Now let's review , In this lesson, we introduced supervised learning . The basic idea is this ,== Each sample in our dataset has a corresponding “ right key ”. And then make predictions based on these samples ,== As in the case of houses and tumors . We also introduce the regression problem , That is, a continuous output is derived by returning , Then we introduce the classification problem , The goal is to derive a set of discrete results .

1.4 Unsupervised learning

Reference video : 1 - 4 - Unsupervised Learning (14 min).mkv

In this video , We will introduce the second major machine learning problem . It's called unsupervised learning .

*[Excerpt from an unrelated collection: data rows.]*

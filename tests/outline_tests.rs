//! Heading extraction and structuring tests
//!
//! Tests for grouping subsections under sections and for the precondition
//! violations that abort setup.

#![allow(
    clippy::unwrap_used,
    clippy::expect_used,
    clippy::indexing_slicing,
    clippy::panic
)]

mod common;
mod fixtures;

use fixtures::{two_section_document, DocumentBuilder};
use test_case::test_case;
use tocnav::{build_outline, HeadingSource, TocError};

// =============================================================================
// STRUCTURE
// =============================================================================

#[test]
fn test_two_sections_with_children() {
    let outline = build_outline(two_section_document().sources()).unwrap();
    let sections = outline.sections();

    assert_eq!(sections.len(), 2, "Expected two top-level records");
    assert_eq!(sections[0].id, "h1");
    let first: Vec<_> = sections[0].children.iter().map(|h| h.id.as_str()).collect();
    assert_eq!(first, ["h2", "h3"]);
    assert_eq!(sections[1].id, "h4");
    let second: Vec<_> = sections[1].children.iter().map(|h| h.id.as_str()).collect();
    assert_eq!(second, ["h5"]);
}

#[test]
fn test_subsections_have_no_children() {
    let outline = build_outline(two_section_document().sources()).unwrap();
    for section in outline.sections() {
        for child in &section.children {
            assert!(child.children.is_empty(), "{} has children", child.id);
        }
    }
}

#[test]
fn test_iter_is_document_order() {
    let outline = build_outline(two_section_document().sources()).unwrap();
    let ids: Vec<_> = outline.iter().map(|h| h.id.as_str()).collect();
    assert_eq!(ids, ["h1", "h2", "h3", "h4", "h5"]);
    assert_eq!(outline.len(), 5);
}

#[test]
fn test_empty_document() {
    let outline = build_outline(Vec::new()).unwrap();
    assert!(outline.is_empty());
    assert_eq!(outline.len(), 0);
    assert_eq!(outline.iter().count(), 0);
}

#[test]
fn test_sections_only() {
    let doc = DocumentBuilder::new()
        .section("a", "A")
        .section("b", "B")
        .section("c", "C");
    let outline = build_outline(doc.sources()).unwrap();
    assert_eq!(outline.sections().len(), 3);
    assert!(outline.sections().iter().all(|s| s.children.is_empty()));
}

#[test]
fn test_outline_serializes_as_nested_json() {
    let doc = DocumentBuilder::new()
        .section("a", "A")
        .subsection("a1", "A one");
    let outline = build_outline(doc.sources()).unwrap();
    let json = serde_json::to_value(&outline).unwrap();
    assert_eq!(
        json,
        serde_json::json!([
            {"id": "a", "text": "A", "children": [{"id": "a1", "text": "A one"}]}
        ])
    );
}

// =============================================================================
// PRECONDITION VIOLATIONS
// =============================================================================

#[test]
fn test_leading_subsection_is_orphan() {
    let doc = DocumentBuilder::new()
        .subsection("early", "Too early")
        .section("a", "A");
    match build_outline(doc.sources()) {
        Err(TocError::OrphanSubsection { id }) => assert_eq!(id, "early"),
        other => panic!("expected OrphanSubsection, got {other:?}"),
    }
}

#[test_case(""; "empty id")]
#[test_case("   "; "blank id")]
fn test_missing_id(id: &str) {
    let sources = vec![HeadingSource::section(id, "Untitled anchor")];
    match build_outline(sources) {
        Err(TocError::MissingId { text }) => assert_eq!(text, "Untitled anchor"),
        other => panic!("expected MissingId, got {other:?}"),
    }
}

#[test_case("a"; "section id reused")]
#[test_case("a1"; "subsection id reused")]
fn test_duplicate_id(reused: &str) {
    let doc = DocumentBuilder::new()
        .section("a", "A")
        .subsection("a1", "A one")
        .section(reused, "B");
    match build_outline(doc.sources()) {
        Err(TocError::DuplicateId { id }) => assert_eq!(id, reused),
        other => panic!("expected DuplicateId, got {other:?}"),
    }
}

#[test]
fn test_id_kept_as_written() {
    let sources = vec![HeadingSource::section(" padded ", "Padded")];
    let outline = build_outline(sources).unwrap();
    let heading = &outline.sections()[0];
    assert_eq!(heading.id, " padded ");
    assert_eq!(heading.href(), "# padded ");
}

[ Failed to transfer the external chain picture , The origin station may have anti-theft chain mechanism , It is suggested to save the pictures and upload them directly (img-Mbood3SC-1642651282903)(…/images/0c93b5efd5fd5601ed475d2c8a0e6dcd.png)]

[ Failed to transfer the external chain picture , The origin station may have anti-theft chain mechanism , It is suggested to save the pictures and upload them directly (img-LyUcPekY-1642651282905)(…/images/94f0b1d26de3923fc4ae934ec05c66ab.png)]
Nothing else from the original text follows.